Ávila es un sacerdote con más de 30 años de labor en la Sierra Tarahumara, ha ganado reconocimientos internacionales por su trabajo como defensor de las comunidades indígenas, y desde 2008 ha acompañado a las víctimas de la masacre de Creel. Además, por las amenazas que ha recibido, tiene medidas cautelares de la Comisión Interamericana de Derechos Humanos (CIDH).
En un comunicado, la Red Nacional de Organismos Civiles de Derechos Humanos “Todos los Derechos para Todas y Todos” (REDTDT) manifestó que como consecuencia del trabajo de Ávila con otras organizaciones defensoras de los derechos de las comunidades indígenas de la Sierra Tarahumara, sufre una campaña de difamación en su contra.
Estos acosos se dan a partir del conflicto por la construcción del Aeropuerto Internacional en la turística ciudad de Creel y el gasoducto El Encino-Topolobampo, ya que ejidatarios de San Ignacio Repechique e indígenas de la región se opusieron a dichos megaproyectos y se ampararon en la ley, debido a que no hubo una consulta previa como lo dictamina el Convenio 169 de la Organización Internacional del Trabajo sobre Pueblos Indígenas.
A partir de ese amparo la prensa local empezó a hostigar al sacerdote jesuita y a las organizaciones serranas que acompañan a los rarámuris en ese proceso.
En noviembre de 2014, según el comunicado, El Heraldo de Chihuahua publicó notas con afirmaciones inexactas, y en de enero de este año el periódico El Mexicano informó de una supuesta demanda penal en contra de Ávila y las organizaciones.

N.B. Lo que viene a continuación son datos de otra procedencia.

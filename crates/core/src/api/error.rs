use crate::api::types::HttpValidationError;
use reqwest::StatusCode;
use thiserror::Error;

#[derive(Debug, Error)]
pub enum ApiError {
    #[error("transport error: {0}")]
    Transport(#[from] reqwest::Error),
    #[error("backend returned {status}: {detail}")]
    Status { status: StatusCode, detail: String },
    #[error("request rejected: {0}")]
    Validation(HttpValidationError),
    #[error("decode error: {0}")]
    Decode(String),
}

impl ApiError {
    /// Network-level failure or a non-validation HTTP error status.
    pub fn is_transport(&self) -> bool {
        matches!(self, ApiError::Transport(_) | ApiError::Status { .. })
    }

    pub fn validation(&self) -> Option<&HttpValidationError> {
        match self {
            ApiError::Validation(v) => Some(v),
            _ => None,
        }
    }
}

La RedTDT señaló que esa campaña pone en riesgo la vida e integridad de los defensores y forma parte de la criminalización de la defensa de las comunidades rarámuris. Por lo mismo, exigieron al gobernador César Duarte que aclare los hechos ante los medios de comunicación y que, en caso de ser cierta la presentación de la denuncia penal, sea retirada de inmediato.
“Señor gobernador, tenemos conocimiento que usted ha sido informado a detalle de todo el proceso que se ha llevado adelante en el tema de la consulta a los pueblos indígenas y la doble problemática del aeropuerto de Creel y la instalación del gasoducto, asuntos que han propiciado dichas agresiones. También contamos con la información de que usted aclararía ante los medios de comunicación las inexactitudes y la falsedad de las afirmaciones en las notas periodísticas, lo que a la fecha no ha sucedido”, dice la carta pública.

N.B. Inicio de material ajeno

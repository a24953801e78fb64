pub mod error;
#[cfg(test)]
pub(crate) mod fake;
pub mod http;
pub mod sse;
pub mod types;

pub use error::ApiError;
pub use http::HttpBrainClient;
pub use sse::ChatStream;
pub use types::{
    ChatChunk, ChatMessage, ChatRole, HealthResponse, IndicatorData, IndicatorDataItem,
    StockDataItem, StockDataQuery, StockDataResponse,
};

/// The three backend operations. Every call is a single round-trip (or stream);
/// retry and caching are left to callers.
#[async_trait::async_trait]
pub trait BrainApi: Send + Sync {
    async fn check_health(&self) -> Result<HealthResponse, ApiError>;

    /// Opens a new stream over the full `messages` history.
    async fn stream_chat(&self, messages: &[ChatMessage]) -> Result<ChatStream, ApiError>;

    async fn get_stock_data_and_indicators(
        &self,
        query: &StockDataQuery,
    ) -> Result<StockDataResponse, ApiError>;
}
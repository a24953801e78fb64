use crate::api::BrainApi;
use crate::chart::{ChartRenderer, ChartSurface, RenderOutcome};
use crate::chat::{ChatPanel, ChatUpdate, SubmitError, TurnOutcome};
use crate::shell::state::ShellState;
use std::sync::Arc;
use tokio::sync::watch;

/// Composes the shell state with one chart and one chat panel over a shared
/// backend.
pub struct Dashboard<S: ChartSurface> {
    api: Arc<dyn BrainApi>,
    shell: ShellState,
    chart: ChartRenderer<S>,
    chat: ChatPanel,
    rendered_revision: Option<u64>,
}

impl<S: ChartSurface> Dashboard<S> {
    pub fn new(api: Arc<dyn BrainApi>, surface: S) -> Self {
        Self {
            api,
            shell: ShellState::default(),
            chart: ChartRenderer::new(surface),
            chat: ChatPanel::new(),
            rendered_revision: None,
        }
    }

    pub fn shell(&self) -> &ShellState {
        &self.shell
    }

    pub fn shell_mut(&mut self) -> &mut ShellState {
        &mut self.shell
    }

    pub fn chart(&self) -> &ChartRenderer<S> {
        &self.chart
    }

    pub fn surface_mut(&mut self) -> &mut S {
        self.chart.surface_mut()
    }

    pub fn chat(&self) -> &ChatPanel {
        &self.chat
    }

    /// Whether the shell changed since the chart last fetched.
    pub fn needs_refresh(&self) -> bool {
        self.rendered_revision != Some(self.shell.revision())
    }

    /// Refetch the chart if the shell changed. Each revision is fetched once,
    /// whatever the outcome.
    pub async fn refresh_chart(&mut self) -> Option<RenderOutcome> {
        if !self.needs_refresh() {
            return None;
        }
        Some(self.force_refresh().await)
    }

    pub async fn force_refresh(&mut self) -> RenderOutcome {
        let query = self.shell.chart_query();
        self.rendered_revision = Some(self.shell.revision());
        let api = Arc::clone(&self.api);
        self.chart.refresh(api.as_ref(), &query).await
    }

    pub async fn send_chat<F>(
        &mut self,
        text: &str,
        cancel: watch::Receiver<bool>,
        on_update: F,
    ) -> Result<TurnOutcome, SubmitError>
    where
        F: FnMut(ChatUpdate<'_>),
    {
        let turn = self.chat.submit_text(text)?;
        let api = Arc::clone(&self.api);
        Ok(self.chat.drive(api.as_ref(), turn, cancel, on_update).await)
    }

    /// Release the chart surface. Open chat streams end with their `drive` call.
    pub fn close(&mut self) {
        self.chart.teardown();
    }
}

Por lo menos 341 comunidades indígenas que se concentran en 25 centros tradicionales se verían afectadas por la construcción del gasoducto que pasa por cuatro municipios (Carichí, Bocoyna, Guazapares y Maguarichi), abarca 500 kilómetros de largo por cinco de ancho y, de acuerdo con la Consultoría Técnica Comunitaria, se planea que quede terminado en 2016, mientras que la pista y la construcción del Aeropuerto Creel ya están listos, sólo falta el mobiliario.